WORK TASK: Reprint every line of the data, keeping each character intact.

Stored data
//! Transition command builder, stop handler and batch command handlers.
//!
//! The dimmer is the only component that both talks to the bridge and writes
//! the transition tracker. Every brightness command follows the same shape:
//! read what the bridge reports, run it through the [`BrightnessResolver`],
//! issue the device command, then record what was asked for. Bridge failures
//! are logged and swallowed here; the tracker is updated optimistically.

use serde::{Deserialize, Serialize};
use std::collections::BTreeMap;

use crate::bridge::{
    AttributePayload, LightBridge, LightBridgeExt, LightTarget, ResourceState, TransitionCommand,
    kelvin_to_mirek, mirek_to_kelvin,
};
use crate::constants::{
    BRIGHTNESS_EPSILON, DEFAULT_MAX_BRIGHTNESS, DEFAULT_MIN_BRIGHTNESS, DEFAULT_MIN_STEP,
    DEFAULT_SWEEP_TIME, MIN_SWEEP, NOMINAL_SWEEP,
};
use crate::resolver::{BrightnessResolver, clamp_brightness};
use crate::tracker::Direction;

/// Tunables the dimmer reads on every command.
#[derive(Debug, Clone, Copy, PartialEq)]
pub struct DimmerSettings {
    /// Default full-sweep duration in seconds
    pub sweep_time: f64,
    /// Smallest brightness change worth sending
    pub min_step: f64,
    /// Emit CALC/CACHE/STOP decision lines
    pub debug_enabled: bool,
}

impl Default for DimmerSettings {
    fn default() -> Self {
        Self {
            sweep_time: DEFAULT_SWEEP_TIME,
            min_step: DEFAULT_MIN_STEP,
            debug_enabled: false,
        }
    }
}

TASK ANSWER:
//! Transition command builder, stop handler and batch command handlers.
//!
//! The dimmer is the only component that both talks to the bridge and writes
//! the transition tracker. Every brightness command follows the same shape:
//! read what the bridge reports, run it through the [`BrightnessResolver`],
//! issue the device command, then record what was asked for. Bridge failures
//! are logged and swallowed here; the tracker is updated optimistically.

use serde::{Deserialize, Serialize};
use std::collections::BTreeMap;

use crate::bridge::{
    AttributePayload, LightBridge, LightBridgeExt, LightTarget, ResourceState, TransitionCommand,
    kelvin_to_mirek, mirek_to_kelvin,
};
use crate::constants::{
    BRIGHTNESS_EPSILON, DEFAULT_MAX_BRIGHTNESS, DEFAULT_MIN_BRIGHTNESS, DEFAULT_MIN_STEP,
    DEFAULT_SWEEP_TIME, MIN_SWEEP, NOMINAL_SWEEP,
};
use crate::resolver::{BrightnessResolver, clamp_brightness};
use crate::tracker::Direction;

/// Tunables the dimmer reads on every command.
#[derive(Debug, Clone, Copy, PartialEq)]
pub struct DimmerSettings {
    /// Default full-sweep duration in seconds
    pub sweep_time: f64,
    /// Smallest brightness change worth sending
    pub min_step: f64,
    /// Emit CALC/CACHE/STOP decision lines
    pub debug_enabled: bool,
}

impl Default for DimmerSettings {
    fn default() -> Self {
        Self {
            sweep_time: DEFAULT_SWEEP_TIME,
            min_step: DEFAULT_MIN_STEP,
            debug_enabled: false,
        }
    }
}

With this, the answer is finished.